CERN, the particle physics lab researching the smallest building blocks of the universe, is facing a new challenge: how to fund a $17 billion project to keep it ahead of the competition.
The world’s top nuclear physics hub needs to finance the construction of the Future Circular Collider as its existing particle accelerator — famed for discovering the Higgs Boson — edges toward the end of its useful life. But as CERN welcomes European Commission chief Ursula Von der Leyen and other leaders to its 70th birthday celebrations on Tuesday, its chief must rally cash-strapped European member states to foot the bill.
CERN Director-General Fabiola Gianotti is also looking at new ways to fund research that spans the invisible dark matter that makes up most of the universe to the possible effects of cosmic rays on clouds. While CERN’s pioneering work has yielded inventions like the World Wide Web, such breakthroughs come indirectly from its pure research.
“Fundamental research is a driver of innovation,” Gianotti said in an interview at European Organization for Nuclear Research, or CERN, which straddles the border between France and Switzerland, just outside Geneva. “History shows that major breakthroughs come from fundamental research.”
The geopolitical stakes are high, as the West seeks to maintain its lead over China in particle physics. Gianotti, who’s nearing the end of her second term as director general, acknowledges that China could build a rival collider but says CERN retains certain advantages.
“China has ambition and for sure the capability,” she said. “But CERN is a unique institution and I’m not so sure it’s easy to clone in terms of values, in terms of openness, in terms of collaboration, in terms of science, technology, everything together.”
In his long-awaited report on European Union competitiveness earlier this month, former European Central Bank President Mario Draghi highlighted CERN as a success story. The lab had wrested global leadership in particle physics from the US, and the next collider would have a key role in advancing cutting-edge technologies.
“If China were to win this race and its circular collider were to start working before CERN’s, Europe would risk losing its leadership in particle physics, potentially jeopardising CERN’s future,” according to Draghi’s report.

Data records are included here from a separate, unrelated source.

//! Result cards for books and recommendations

use iced::widget::{button, column, container, row, text, Row, Space};
use iced::{Alignment, Background, Border, Element, Length, Padding};

use super::theme::Colors;
use crate::backend::{Recommendation, SearchItem};

const LIKE_LABEL: &str = "I'm interested";

/// Placeholder card shown while a flow is loading
pub fn skeleton<'a, Message: 'a>(colors: Colors) -> Element<'a, Message> {
    card(
        column![
            bar(220.0, 18.0, colors),
            bar(140.0, 14.0, colors),
            row![bar(56.0, 20.0, colors), bar(72.0, 20.0, colors), bar(40.0, 20.0, colors)].spacing(8),
        ]
        .spacing(10)
        .into(),
        colors,
    )
}

fn bar<'a, Message: 'a>(width: f32, height: f32, colors: Colors) -> Element<'a, Message> {
    container(Space::new(Length::Fixed(width), Length::Fixed(height)))
        .style(move |_theme| container::Style {
            background: Some(Background::Color(colors.border)),
            border: Border::default().rounded(4),
            ..Default::default()
        })
        .into()
}

pub fn book<'a, Message: Clone + 'a>(
    item: &'a SearchItem,
    colors: Colors,
    on_like: Message,
) -> Element<'a, Message> {
    let mut badges = Row::new().spacing(6);
    if let Some(year) = item.display_year() {
        badges = badges.push(badge(year, colors.text_muted, colors));
    }
    if let Some(availability) = item.display_availability() {
        let tint = if item.is_available() {
            colors.success
        } else {
            colors.text_muted
        };
        badges = badges.push(badge(availability.to_string(), tint, colors));
    }

    let header = row![
        container(text("BOOK").size(10).color(colors.text_muted))
            .width(44)
            .height(44)
            .center_x(44)
            .center_y(44)
            .style(move |_theme| container::Style {
                background: Some(Background::Color(colors.background)),
                border: Border::default().rounded(10),
                ..Default::default()
            }),
        column![
            text(item.title.as_str()).size(16).color(colors.text),
            text(item.display_author()).size(13).color(colors.text_muted),
            badges,
        ]
        .spacing(4)
        .width(Length::Fill),
    ]
    .spacing(12)
    .align_y(Alignment::Start);

    let mut body = column![header].spacing(10);
    if let Some(summary) = item.display_abstract() {
        body = body.push(text(clip(summary, 220)).size(13).color(colors.text_muted));
    }

    let tags = item.display_tags();
    if !tags.is_empty() {
        body = body.push(tag_row(tags, colors));
    }

    body = body.push(like_button(on_like, colors));
    card(body.into(), colors)
}

pub fn recommendation<'a, Message: Clone + 'a>(
    rec: &'a Recommendation,
    colors: Colors,
    on_like: Message,
) -> Element<'a, Message> {
    let header = row![
        column![
            text(rec.title.as_str()).size(16).color(colors.text),
            text(rec.display_author()).size(13).color(colors.text_muted),
        ]
        .spacing(4)
        .width(Length::Fill),
        badge(rec.display_score(), colors.primary, colors),
    ]
    .spacing(12)
    .align_y(Alignment::Start);

    let reasons: Element<'a, Message> = if rec.reason_tags().is_empty() {
        text("No explanation tags").size(13).color(colors.text_muted).into()
    } else {
        tag_row(rec.reason_tags().to_vec(), colors)
    };

    card(
        column![header, reasons, like_button(on_like, colors)]
            .spacing(10)
            .into(),
        colors,
    )
}

fn card<'a, Message: 'a>(content: Element<'a, Message>, colors: Colors) -> Element<'a, Message> {
    container(content)
        .padding(16)
        .width(Length::Fill)
        .style(move |_theme| container::Style {
            background: Some(Background::Color(colors.surface)),
            border: Border {
                color: colors.border,
                width: 1.0,
                radius: 12.0.into(),
            },
            ..Default::default()
        })
        .into()
}

fn badge<'a, Message: 'a>(label: String, tint: iced::Color, colors: Colors) -> Element<'a, Message> {
    container(text(label).size(11).color(tint))
        .padding(Padding::from([2.0, 8.0]))
        .style(move |_theme| container::Style {
            background: Some(Background::Color(colors.surface)),
            border: Border {
                color: tint,
                width: 1.0,
                radius: 10.0.into(),
            },
            ..Default::default()
        })
        .into()
}

fn tag_row<'a, Message: 'a>(tags: Vec<String>, colors: Colors) -> Element<'a, Message> {
    tags.into_iter()
        .fold(Row::new().spacing(6), |row, tag| {
            row.push(badge(tag, colors.text_muted, colors))
        })
        .wrap()
        .into()
}

fn like_button<'a, Message: Clone + 'a>(on_like: Message, colors: Colors) -> Element<'a, Message> {
    row![
        Space::with_width(Length::Fill),
        button(text(LIKE_LABEL).size(13))
            .on_press(on_like)
            .padding(Padding::from([6.0, 12.0]))
            .style(move |_theme, status| {
                let background = match status {
                    button::Status::Hovered | button::Status::Pressed => colors.accent,
                    _ => colors.primary,
                };
                button::Style {
                    background: Some(Background::Color(background)),
                    text_color: iced::Color::WHITE,
                    border: Border::default().rounded(8),
                    ..button::Style::default()
                }
            }),
    ]
    .into()
}

/// Cut long abstracts on a char boundary
fn clip(value: &str, max_chars: usize) -> String {
    match value.char_indices().nth(max_chars) {
        Some((end, _)) => format!("{}…", value[..end].trim_end()),
        None => value.to_string(),
    }
}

A feasibility study on the new accelerator will end in 2025, with a decision on whether to approve it expected in 2027 or 2028. The new collider would run for about 90 kilometres (56 miles) beneath the fields of France and Switzerland, including the western end of Lake Geneva, dwarfing the existing 27-kilometer underground ring.
Gianotti, who leads a 4,500 strong team of physicists, engineers and technicians, has mustered support for the new collider from the US — an observer partner — and some European member states.
However, CERN is also opening the door to a discussion about private-sector financing of its core scientific program, according to Gianotti, who arrived as a post-doctorate researcher from Italy in 1994 and steps down at the end of 2025.
Last year, CERN accepted $48 million from the Eric & Wendy Schmidt Fund for Strategic Innovation to develop AI algorithms to analyse raw data from the LHC, the first such donation for its core scientific work. More debate is required before that becomes the norm.
“It’s a very complex topic,” said Gianotti, an experimental particle physicist-by-training. “We are open to it, but we are not yet there.”